(PhysOrg.com) -- Fujitsu yesterday announced a new commercial supercomputer, the PRIMEHPC FX10. The announcement is a stunner because of its specs, and right on the heels of this months other Fujitsu headliner, the K computer, a record-breaking 10-petaflop supercomputer in partnership with Japans RIKEN. The K announcement said they completed the final build-out of the system and achieved 10.51 petaflops on Linpack, the benchmark performance test.
That marked the displacement of China as having the number one position in supercomputers. This weeks supercomputer news from Fujitsu carries more record-breaking statistics. The PRIMEHPC FX10 made headlines in two directions: It's scaling up to 23.2 petaflops --more than double the current performance of the K computer. Also, rather than an undertaking for the Japanese government, as is the K computer for Japan's Ministry of Education, Culture, Sports, Science and Technology (MEXT), the FX10 will be available commercially and outside Japan.

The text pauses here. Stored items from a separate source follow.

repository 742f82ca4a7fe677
use dayline_infra::DaylineContext;
use std::fmt::Debug;
use tracing::error;

#[async_trait::async_trait(?Send)]
pub trait UseCase: Debug {
    type Response;
    type Error;

    /// UseCase name identifier
    const NAME: &'static str;

    async fn execute(&mut self, ctx: &DaylineContext) -> Result<Self::Response, Self::Error>;
}

#[tracing::instrument(name = "Executing use case", skip(usecase, ctx), fields(usecase = U::NAME))]
pub async fn execute<U>(mut usecase: U, ctx: &DaylineContext) -> Result<U::Response, U::Error>
where
    U: UseCase,
    U::Error: Debug,
{
    let res = usecase.execute(ctx).await;

    if let Err(e) = &res {
        error!("Use case error: {:?}", e);
    }

    res
}
#[cfg(test)]
mod tests {
    use super::*;
    use dayline_domain::{DaySchedule, TelegramLink};
    use dayline_infra::{ISys, InMemoryMessenger};
    use std::sync::Arc;

    struct StaticSys {
        millis: i64,
    }

    impl ISys for StaticSys {
        fn get_timestamp_millis(&self) -> i64 {
            self.millis
        }
    }

    /// Millis timestamp of the given wall clock time on 2021-03-01, UTC
    fn utc_millis(hours: i64, minutes: i64) -> i64 {
        1_614_556_800_000 + (hours * 60 + minutes) * 60_000
    }

    fn ctx_at(hours: i64, minutes: i64) -> (DaylineContext, Arc<InMemoryMessenger>) {
        let mut ctx = DaylineContext::create_inmemory();
        let messenger = Arc::new(InMemoryMessenger::new());
        ctx.messenger = messenger.clone();
        ctx.sys = Arc::new(StaticSys {
            millis: utc_millis(hours, minutes),
        });
        ctx.config.delivery_retry_backoff = 0;
        (ctx, messenger)
    }

    async fn linked_user(ctx: &DaylineContext, username: &str, chat_id: &str) -> User {
        let mut user = User::new(username.into(), "hash".into(), None, 0);
        user.settings.timezone = "UTC".into();
        user.telegram = Some(TelegramLink {
            chat_id: chat_id.into(),
            username: None,
        });
        ctx.repos.users.insert(&user).await.expect("To insert user");
        user
    }

    async fn plan_tasks(
        ctx: &DaylineContext,
        user: &User,
        specs: &[(&str, &str, &str)],
    ) -> Vec<TaskBlock> {
        let schedule = DaySchedule::new(user.id.clone(), "2021-03-01".parse().unwrap(), 0);
        ctx.repos
            .schedules
            .insert(&schedule)
            .await
            .expect("To insert schedule");
        let tasks: Vec<TaskBlock> = specs
            .iter()
            .map(|(external_id, start, end)| {
                TaskBlock::new(
                    (*external_id).into(),
                    schedule.id.clone(),
                    user.id.clone(),
                    start.parse().unwrap(),
                    end.parse().unwrap(),
                    format!("Task {}", external_id),
                )
            })
            .collect();
        ctx.repos
            .tasks
            .replace_for_schedule(&schedule.id, &tasks)
            .await
            .expect("To insert tasks");
        tasks
    }

    #[actix_web::main]
    #[test]
    #[serial_test::serial]
    async fn it_sends_a_heads_up_before_the_start() {
        let (ctx, messenger) = ctx_at(8, 50);
        let user = linked_user(&ctx, "lena", "chat-1").await;
        plan_tasks(&ctx, &user, &[("t-1", "09:00", "10:00")]).await;

        let res = SendRemindersUseCase
            .execute(&ctx)
            .await
            .expect("To run the pass");

        assert_eq!(res.before, DeliveryCount { sent: 1, failed: 0 });
        assert_eq!(res.total_sent(), 1);
        let sent = messenger.sent_to("chat-1");
        assert_eq!(sent.len(), 1);
        assert!(sent[0].contains("Up next"));
        assert!(sent[0].contains("Task t-1"));
        assert!(sent[0].contains("09:00 - 10:00"));
    }

    #[actix_web::main]
    #[test]
    #[serial_test::serial]
    async fn it_never_fires_the_same_class_twice() {
        let (ctx, messenger) = ctx_at(8, 50);
        let user = linked_user(&ctx, "lena", "chat-1").await;
        plan_tasks(&ctx, &user, &[("t-1", "09:00", "10:00")]).await;

        SendRemindersUseCase
            .execute(&ctx)
            .await
            .expect("To run the pass");
        let second = SendRemindersUseCase
            .execute(&ctx)
            .await
            .expect("To run the pass");

        assert_eq!(second.total_sent(), 0);
        assert_eq!(messenger.sent_to("chat-1").len(), 1);
    }

    #[actix_web::main]
    #[test]
    #[serial_test::serial]
    async fn it_walks_a_task_through_the_morning() {
        let (mut ctx, messenger) = ctx_at(8, 50);
        let user = linked_user(&ctx, "lena", "chat-1").await;
        plan_tasks(&ctx, &user, &[("t-1", "09:00", "10:00")]).await;

        // 08:50, the heads up goes out
        let res = SendRemindersUseCase
            .execute(&ctx)
            .await
            .expect("To run the pass");
        assert_eq!(res.before.sent, 1);
        assert_eq!(messenger.sent_to("chat-1").len(), 1);

        // 08:51, still inside the heads up window but already sent
        ctx.sys = Arc::new(StaticSys {
            millis: utc_millis(8, 51),
        });
        let res = SendRemindersUseCase
            .execute(&ctx)
            .await
            .expect("To run the pass");
        assert_eq!(res.total_sent(), 0);
        assert_eq!(messenger.sent_to("chat-1").len(), 1);

        // 09:00, the start reminder goes out
        ctx.sys = Arc::new(StaticSys {
            millis: utc_millis(9, 0),
        });
        let res = SendRemindersUseCase
            .execute(&ctx)
            .await
            .expect("To run the pass");
        assert_eq!(res.on_start.sent, 1);
        let sent = messenger.sent_to("chat-1");
        assert_eq!(sent.len(), 2);
        assert!(sent[1].contains("Starting now"));
    }

    #[actix_web::main]
    #[test]
    #[serial_test::serial]
    async fn it_leaves_the_flag_unset_when_delivery_fails() {
        let (ctx, messenger) = ctx_at(8, 50);
        let user = linked_user(&ctx, "lena", "chat-1").await;
        plan_tasks(&ctx, &user, &[("t-1", "09:00", "10:00")]).await;

        messenger.set_failing(true);
        let res = SendRemindersUseCase
            .execute(&ctx)
            .await
            .expect("To run the pass");
        assert_eq!(res.before, DeliveryCount { sent: 0, failed: 1 });
        assert!(messenger.sent_to("chat-1").is_empty());

        // The next pass picks the reminder up again
        messenger.set_failing(false);
        let res = SendRemindersUseCase
            .execute(&ctx)
            .await
            .expect("To run the pass");
        assert_eq!(res.before, DeliveryCount { sent: 1, failed: 0 });
        assert_eq!(messenger.sent_to("chat-1").len(), 1);
    }

    #[actix_web::main]
    #[test]
    #[serial_test::serial]
    async fn it_retries_a_failing_delivery_before_giving_up() {
        let (ctx, messenger) = ctx_at(8, 50);
        let user = linked_user(&ctx, "lena", "chat-1").await;
        plan_tasks(&ctx, &user, &[("t-1", "09:00", "10:00")]).await;

        messenger.set_failing(true);
        SendRemindersUseCase
            .execute(&ctx)
            .await
            .expect("To run the pass");

        assert_eq!(messenger.attempts(), ctx.config.delivery_max_attempts as usize);
    }

    #[actix_web::main]
    #[test]
    #[serial_test::serial]
    async fn it_only_considers_users_with_telegram_linked() {
        let (ctx, messenger) = ctx_at(8, 50);
        let linked = linked_user(&ctx, "lena", "chat-1").await;
        plan_tasks(&ctx, &linked, &[("t-1", "09:00", "10:00")]).await;

        let mut unlinked = User::new("maria".into(), "hash".into(), None, 0);
        unlinked.settings.timezone = "UTC".into();
        ctx.repos
            .users
            .insert(&unlinked)
            .await
            .expect("To insert user");
        plan_tasks(&ctx, &unlinked, &[("t-2", "09:00", "10:00")]).await;

        let res = SendRemindersUseCase
            .execute(&ctx)
            .await
            .expect("To run the pass");

        assert_eq!(res.total_sent(), 1);
        assert_eq!(messenger.sent_messages().len(), 1);
        assert_eq!(messenger.sent_to("chat-1").len(), 1);
    }

    #[actix_web::main]
    #[test]
    #[serial_test::serial]
    async fn it_covers_every_linked_user_in_one_pass() {
        let (ctx, messenger) = ctx_at(8, 50);
        let lena = linked_user(&ctx, "lena", "chat-1").await;
        plan_tasks(&ctx, &lena, &[("t-1", "09:00", "10:00")]).await;
        let maria = linked_user(&ctx, "maria", "chat-2").await;
        plan_tasks(&ctx, &maria, &[("t-2", "09:00", "10:00")]).await;

        let res = SendRemindersUseCase
            .execute(&ctx)
            .await
            .expect("To run the pass");

        assert_eq!(res.before.sent, 2);
        assert_eq!(messenger.sent_to("chat-1").len(), 1);
        assert_eq!(messenger.sent_to("chat-2").len(), 1);
    }

    #[actix_web::main]
    #[test]
    #[serial_test::serial]
    async fn it_resolves_now_and_today_in_the_user_timezone() {
        // 07:50 UTC is 08:50 in Oslo during winter time
        let (ctx, messenger) = ctx_at(7, 50);
        let mut user = User::new("lena".into(), "hash".into(), None, 0);
        user.settings.timezone = "Europe/Oslo".into();
        user.telegram = Some(TelegramLink {
            chat_id: "chat-1".into(),
            username: None,
        });
        ctx.repos.users.insert(&user).await.expect("To insert user");
        plan_tasks(&ctx, &user, &[("t-1", "09:00", "10:00")]).await;

        let res = SendRemindersUseCase
            .execute(&ctx)
            .await
            .expect("To run the pass");

        assert_eq!(res.before.sent, 1);
        assert_eq!(messenger.sent_to("chat-1").len(), 1);
    }

    #[actix_web::main]
    #[test]
    #[serial_test::serial]
    async fn it_falls_back_to_the_default_timezone() {
        // 03:20 UTC is 08:50 in Asia/Kolkata, the default fallback
        let (ctx, messenger) = ctx_at(3, 20);
        let mut user = User::new("lena".into(), "hash".into(), None, 0);
        user.settings.timezone = "Mars/Olympus_Mons".into();
        user.telegram = Some(TelegramLink {
            chat_id: "chat-1".into(),
            username: None,
        });
        ctx.repos.users.insert(&user).await.expect("To insert user");
        plan_tasks(&ctx, &user, &[("t-1", "09:00", "10:00")]).await;

        let res = SendRemindersUseCase
            .execute(&ctx)
            .await
            .expect("To run the pass");

        assert_eq!(res.before.sent, 1);
        assert_eq!(messenger.sent_to("chat-1").len(), 1);
    }

    #[actix_web::main]
    #[test]
    #[serial_test::serial]
    async fn it_delivers_every_due_class_of_a_zero_length_task() {
        let (ctx, messenger) = ctx_at(10, 0);
        let user = linked_user(&ctx, "lena", "chat-1").await;
        plan_tasks(&ctx, &user, &[("t-1", "10:00", "10:00")]).await;

        let res = SendRemindersUseCase
            .execute(&ctx)
            .await
            .expect("To run the pass");

        // Start, midpoint and end all collapse onto 10:00
        assert_eq!(res.on_start.sent, 1);
        assert_eq!(res.mid.sent, 1);
        assert_eq!(res.on_end.sent, 1);
        assert_eq!(res.before.sent, 0);
        assert_eq!(messenger.sent_to("chat-1").len(), 3);
    }

    #[actix_web::main]
    #[test]
    #[serial_test::serial]
    async fn it_skips_completed_tasks() {
        let (ctx, messenger) = ctx_at(8, 50);
        let user = linked_user(&ctx, "lena", "chat-1").await;
        let tasks = plan_tasks(&ctx, &user, &[("t-1", "09:00", "10:00")]).await;
        ctx.repos
            .tasks
            .mark_completed(&tasks[0].id, utc_millis(8, 45))
            .await
            .expect("To mark completed");

        let res = SendRemindersUseCase
            .execute(&ctx)
            .await
            .expect("To run the pass");

        assert_eq!(res.total_sent(), 0);
        assert!(messenger.sent_to("chat-1").is_empty());
    }

    #[actix_web::main]
    #[test]
    #[serial_test::serial]
    async fn it_honors_disabled_reminder_classes() {
        let (ctx, messenger) = ctx_at(8, 50);
        let mut user = User::new("lena".into(), "hash".into(), None, 0);
        user.settings.timezone = "UTC".into();
        user.settings.reminders.remind_before = false;
        user.telegram = Some(TelegramLink {
            chat_id: "chat-1".into(),
            username: None,
        });
        ctx.repos.users.insert(&user).await.expect("To insert user");
        plan_tasks(&ctx, &user, &[("t-1", "09:00", "10:00")]).await;

        let res = SendRemindersUseCase
            .execute(&ctx)
            .await
            .expect("To run the pass");

        assert_eq!(res.total_sent(), 0);
        assert!(messenger.sent_to("chat-1").is_empty());
    }

    #[test]
    fn it_renders_the_reminder_texts() {
        let task = TaskBlock::new(
            "t-1".into(),
            Default::default(),
            Default::default(),
            "09:00".parse().unwrap(),
            "10:15".parse().unwrap(),
            "Review <plans> & notes".into(),
        );

        assert_eq!(
            reminder_text(&task, ReminderClass::Before),
            "<b>Up next:</b> Review &lt;plans&gt; &amp; notes\n09:00 - 10:15"
        );
        assert_eq!(
            reminder_text(&task, ReminderClass::OnStart),
            "<b>Starting now:</b> Review &lt;plans&gt; &amp; notes\nPlanned until 10:15"
        );
        assert_eq!(
            reminder_text(&task, ReminderClass::Mid),
            "<b>Halfway there:</b> Review &lt;plans&gt; &amp; notes"
        );
        assert_eq!(
            reminder_text(&task, ReminderClass::OnEnd),
            "<b>Well done!</b> Review &lt;plans&gt; &amp; notes is wrapped up."
        );
    }
}
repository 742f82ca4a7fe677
use crate::{
    reminder::{ReminderClass, ReminderSettings, SentFlags},
    shared::entity::{Entity, ID},
    timeofday::TimeOfDay,
};

/// How many minutes before the start of a task the heads up
/// reminder is aimed at
const HEADS_UP_LEAD: i64 = 10;
/// Acceptable drift in minutes around each reminder moment
const MOMENT_SLACK: i64 = 2;

/// A single planned block of work on some day schedule.
///
/// Times are wall clock times in the owning user's timezone. The end
/// is not required to be after the start, blocks that wrap around or
/// are entered backwards are kept as given.
#[derive(Debug, Clone)]
pub struct TaskBlock {
    pub id: ID,
    /// Client supplied identifier, unique among all tasks of the owning user
    pub external_id: String,
    pub schedule_id: ID,
    pub user_id: ID,
    pub start: TimeOfDay,
    pub end: TimeOfDay,
    pub description: String,
    pub completed: bool,
    pub completed_at: Option<i64>,
    pub sent: SentFlags,
}

impl TaskBlock {
    pub fn new(
        external_id: String,
        schedule_id: ID,
        user_id: ID,
        start: TimeOfDay,
        end: TimeOfDay,
        description: String,
    ) -> Self {
        Self {
            id: Default::default(),
            external_id,
            schedule_id,
            user_id,
            start,
            end,
            description,
            completed: false,
            completed_at: None,
            sent: Default::default(),
        }
    }

    fn window_matches(&self, class: ReminderClass, now_minutes: i64) -> bool {
        let start = self.start.minutes_of_day();
        let end = self.end.minutes_of_day();
        match class {
            ReminderClass::Before => (start - now_minutes - HEADS_UP_LEAD).abs() <= MOMENT_SLACK,
            ReminderClass::OnStart => (now_minutes - start).abs() <= MOMENT_SLACK,
            ReminderClass::Mid => {
                let midpoint = (start + end) / 2;
                (now_minutes - midpoint).abs() <= MOMENT_SLACK
            }
            ReminderClass::OnEnd => (now_minutes - end).abs() <= MOMENT_SLACK,
        }
    }

    /// Which reminders should go out for this task at the given wall clock
    /// minute. Every class is decided on its own, so several classes can be
    /// due at the same time for short tasks. Completed tasks are never
    /// reminded about and classes that were already delivered or that the
    /// user has disabled are skipped.
    pub fn due_reminders(
        &self,
        now_minutes: i64,
        settings: &ReminderSettings,
    ) -> Vec<ReminderClass> {
        if self.completed {
            return vec![];
        }

        ReminderClass::ALL
            .iter()
            .copied()
            .filter(|class| settings.allows(*class))
            .filter(|class| !self.sent.is_sent(*class))
            .filter(|class| self.window_matches(*class, now_minutes))
            .collect()
    }
}

impl Entity<ID> for TaskBlock {
    fn id(&self) -> ID {
        self.id.clone()
    }
}

#[cfg(test)]
mod test {
    use super::*;

    fn task(start: &str, end: &str) -> TaskBlock {
        TaskBlock::new(
            "task-1".into(),
            Default::default(),
            Default::default(),
            start.parse().unwrap(),
            end.parse().unwrap(),
            "Deep work".into(),
        )
    }

    #[test]
    fn it_sends_heads_up_before_start() {
        let task = task("10:00", "11:00");
        let settings = ReminderSettings::default();

        // Start is minute 600, the lead window is 588 to 592
        let cases = vec![
            (587, false),
            (588, true),
            (590, true),
            (592, true),
            (593, false),
        ];
        for (now, due) in cases {
            let classes = task.due_reminders(now, &settings);
            assert_eq!(classes.contains(&ReminderClass::Before), due, "now: {}", now);
        }
    }

    #[test]
    fn it_sends_reminder_around_start() {
        let task = task("10:00", "11:00");
        let settings = ReminderSettings::default();

        let cases = vec![
            (597, false),
            (598, true),
            (600, true),
            (602, true),
            (603, false),
        ];
        for (now, due) in cases {
            let classes = task.due_reminders(now, &settings);
            assert_eq!(
                classes.contains(&ReminderClass::OnStart),
                due,
                "now: {}",
                now
            );
        }
    }

    #[test]
    fn it_nudges_around_midpoint() {
        let task = task("10:00", "11:00");
        let settings = ReminderSettings::default();

        // Midpoint is minute 630
        let cases = vec![
            (627, false),
            (628, true),
            (630, true),
            (632, true),
            (633, false),
        ];
        for (now, due) in cases {
            let classes = task.due_reminders(now, &settings);
            assert_eq!(classes.contains(&ReminderClass::Mid), due, "now: {}", now);
        }
    }

    #[test]
    fn it_rounds_midpoint_down_for_odd_durations() {
        // Start 540, end 601, exact midpoint would be 570.5
        let task = task("09:00", "10:01");
        let settings = ReminderSettings::default();

        let classes = task.due_reminders(572, &settings);
        assert!(classes.contains(&ReminderClass::Mid));
        let classes = task.due_reminders(573, &settings);
        assert!(!classes.contains(&ReminderClass::Mid));
    }

    #[test]
    fn it_congratulates_around_end() {
        let task = task("10:00", "11:00");
        let settings = ReminderSettings::default();

        let cases = vec![
            (657, false),
            (658, true),
            (660, true),
            (662, true),
            (663, false),
        ];
        for (now, due) in cases {
            let classes = task.due_reminders(now, &settings);
            assert_eq!(classes.contains(&ReminderClass::OnEnd), due, "now: {}", now);
        }
    }

    #[test]
    fn it_skips_completed_tasks() {
        let mut task = task("10:00", "11:00");
        task.completed = true;
        let settings = ReminderSettings::default();

        for now in &[590, 600, 630, 660] {
            assert!(task.due_reminders(*now, &settings).is_empty());
        }
    }

    #[test]
    fn it_skips_disabled_classes() {
        let task = task("10:00", "11:00");
        let settings = ReminderSettings {
            remind_before: false,
            remind_on_start: true,
            nudge_mid: false,
            congratulate_on_end: true,
        };

        assert!(task.due_reminders(590, &settings).is_empty());
        assert_eq!(
            task.due_reminders(600, &settings),
            vec![ReminderClass::OnStart]
        );
        assert!(task.due_reminders(630, &settings).is_empty());
        assert_eq!(
            task.due_reminders(660, &settings),
            vec![ReminderClass::OnEnd]
        );
    }

    #[test]
    fn it_skips_already_sent_classes() {
        let mut task = task("10:00", "11:00");
        let settings = ReminderSettings::default();

        assert_eq!(
            task.due_reminders(600, &settings),
            vec![ReminderClass::OnStart]
        );
        task.sent.mark_sent(ReminderClass::OnStart);
        assert!(task.due_reminders(600, &settings).is_empty());

        // Other classes are not affected by the sent flag
        assert_eq!(task.due_reminders(630, &settings), vec![ReminderClass::Mid]);
    }

    #[test]
    fn it_reports_every_due_class_for_short_tasks() {
        // Start, midpoint and end all land on minute 600
        let task = task("10:00", "10:00");
        let settings = ReminderSettings::default();

        let classes = task.due_reminders(600, &settings);
        assert_eq!(classes.len(), 3);
        assert!(classes.contains(&ReminderClass::OnStart));
        assert!(classes.contains(&ReminderClass::Mid));
        assert!(classes.contains(&ReminderClass::OnEnd));

        let classes = task.due_reminders(590, &settings);
        assert_eq!(classes, vec![ReminderClass::Before]);
    }

    #[test]
    fn it_tolerates_tasks_that_end_before_they_start() {
        let task = task("11:00", "10:00");
        let settings = ReminderSettings::default();

        // Midpoint of 660 and 600 is 630
        assert_eq!(task.due_reminders(630, &settings), vec![ReminderClass::Mid]);
        assert_eq!(
            task.due_reminders(600, &settings),
            vec![ReminderClass::OnEnd]
        );
        assert_eq!(
            task.due_reminders(660, &settings),
            vec![ReminderClass::OnStart]
        );
    }
}
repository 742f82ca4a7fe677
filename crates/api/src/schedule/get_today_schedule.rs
use crate::{error::DaylineError, shared::auth::protect_route};
use actix_web::{web, HttpRequest, HttpResponse};
use dayline_api_structs::get_today_schedule::*;
use dayline_domain::Day;
use dayline_infra::DaylineContext;

/// Resolves "today" in the timezone of the calling user before reading the
/// schedule, so a late evening in Oslo and an early morning in Kolkata see
/// different days.
pub async fn get_today_schedule_controller(
    http_req: HttpRequest,
    ctx: web::Data<DaylineContext>,
) -> Result<HttpResponse, DaylineError> {
    let user = protect_route(&http_req, &ctx).await?;
    let date = Day::from_datetime(&ctx.local_datetime(&user));

    let res = match ctx
        .repos
        .schedules
        .find_by_user_and_date(&user.id, &date)
        .await
    {
        Some(schedule) => {
            let tasks = ctx.repos.tasks.find_by_schedule(&schedule.id).await;
            APIResponse::new(schedule, tasks)
        }
        None => APIResponse::empty(date),
    };

    Ok(HttpResponse::Ok().json(res))
}
use super::IUserRepo;
use crate::repos::shared::inmemory_repo::*;
use dayline_domain::{User, ID};

pub struct InMemoryUserRepo {
    users: std::sync::Mutex<Vec<User>>,
}

impl InMemoryUserRepo {
    pub fn new() -> Self {
        Self {
            users: std::sync::Mutex::new(vec![]),
        }
    }
}

#[async_trait::async_trait]
impl IUserRepo for InMemoryUserRepo {
    async fn insert(&self, user: &User) -> anyhow::Result<()> {
        insert(user, &self.users);
        Ok(())
    }

    async fn save(&self, user: &User) -> anyhow::Result<()> {
        save(user, &self.users);
        Ok(())
    }

    async fn find(&self, user_id: &ID) -> Option<User> {
        find(user_id, &self.users)
    }

    async fn find_by_username(&self, username: &str) -> Option<User> {
        let users = find_by(&self.users, |user| user.username == username);
        users.into_iter().next()
    }

    async fn find_by_chat_id(&self, chat_id: &str) -> Option<User> {
        let users = find_by(&self.users, |user| match &user.telegram {
            Some(telegram) => telegram.chat_id == chat_id,
            None => false,
        });
        users.into_iter().next()
    }

    async fn find_with_telegram_linked(&self) -> anyhow::Result<Vec<User>> {
        let users = find_by(&self.users, |user| user.telegram.is_some());
        Ok(users)
    }
}
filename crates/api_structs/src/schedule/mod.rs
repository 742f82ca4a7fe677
pub mod api;
pub mod dtos;
/// The four notification moments in the lifecycle of a task block.
/// Each one is delivered at most once per task.
#[derive(Debug, Clone, Copy, PartialEq, Eq)]
pub enum ReminderClass {
    /// Heads up about 10 minutes before the task starts
    Before,
    /// The task is starting now
    OnStart,
    /// Halfway nudge
    Mid,
    /// The task just ended
    OnEnd,
}

impl ReminderClass {
    pub const ALL: [ReminderClass; 4] = [
        ReminderClass::Before,
        ReminderClass::OnStart,
        ReminderClass::Mid,
        ReminderClass::OnEnd,
    ];
}

/// Per user opt in / opt out for each [`ReminderClass`].
#[derive(Debug, Clone, PartialEq)]
pub struct ReminderSettings {
    pub remind_before: bool,
    pub remind_on_start: bool,
    pub nudge_mid: bool,
    pub congratulate_on_end: bool,
}

impl ReminderSettings {
    pub fn allows(&self, class: ReminderClass) -> bool {
        match class {
            ReminderClass::Before => self.remind_before,
            ReminderClass::OnStart => self.remind_on_start,
            ReminderClass::Mid => self.nudge_mid,
            ReminderClass::OnEnd => self.congratulate_on_end,
        }
    }
}

impl Default for ReminderSettings {
    fn default() -> Self {
        Self {
            remind_before: true,
            remind_on_start: true,
            nudge_mid: true,
            congratulate_on_end: true,
        }
    }
}

/// Which notifications have already been delivered for a task block.
/// Flags only ever go from `false` to `true`, they are cleared by
/// replacing the whole task when a schedule is saved again.
#[derive(Debug, Clone, Default, PartialEq)]
pub struct SentFlags {
    pub sent_before: bool,
    pub sent_on_start: bool,
    pub sent_mid: bool,
    pub sent_on_end: bool,
}

impl SentFlags {
    pub fn is_sent(&self, class: ReminderClass) -> bool {
        match class {
            ReminderClass::Before => self.sent_before,
            ReminderClass::OnStart => self.sent_on_start,
            ReminderClass::Mid => self.sent_mid,
            ReminderClass::OnEnd => self.sent_on_end,
        }
    }

    pub fn mark_sent(&mut self, class: ReminderClass) {
        match class {
            ReminderClass::Before => self.sent_before = true,
            ReminderClass::OnStart => self.sent_on_start = true,
            ReminderClass::Mid => self.sent_mid = true,
            ReminderClass::OnEnd => self.sent_on_end = true,
        }
    }
}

PRIMEHPC FX10 will be available as of January 2012. Customers for the Fujitsu supercomputer will include any organization or company seeking large-scale simulations. Medical research and energy and weather analysis are a few examples. Fujitsu hopes to deploy fifty FX10 configurations over the next three years.
Details of the PRIMEHPC FX10 highlight what is termed a theoretical computational performance topping out at 23.2 petaflops. That figure is based on deploying 98,304 nodes across 1,024 racks. The K computers theoretical computational performance tops out at 11.28 petaflops. The Register explains this further: The fully loaded K machine running at RIKEN was tested using the Linpack Fortran benchmark test and rated 10.51 petaflops against the peak theoretical performance of 11.28 petaflops.
Another talking point about the supercomputer is Fujitsu's new Sparc64-IXfx processor. This is a 16-core chip, nearly twice as powerful as the 8-core SPARC64 VIIIfx CPUs used in K supercomputer. The FX10 runs Linux on Sparc.
Yesterdays announcement will be a proud talking point overall for Japan ahead of the SC11 supercomputing conference in Seattle next week, the global conference for supercomputing, from November 12 through Nov 18. No supercomputing competitor takes its foot off the pedal and the Fujitsu achievement is a challenge for other supercomputer giants.
So now Fujitsu, IBM, and Cray have all set their sights on breaking the 20 petaflops barrier on their way to the exascale heavens, comments The Register, for good reason: The world of supercomputing is competitive in a rush to build the fastest supercomputer. The numbers of highest-ranking supercomputers keep shifting. Supercomputers, as platforms for handling big data, keep on increasing in scale and performance, on a closely watched scoreboard over which is the fastest and most powerful.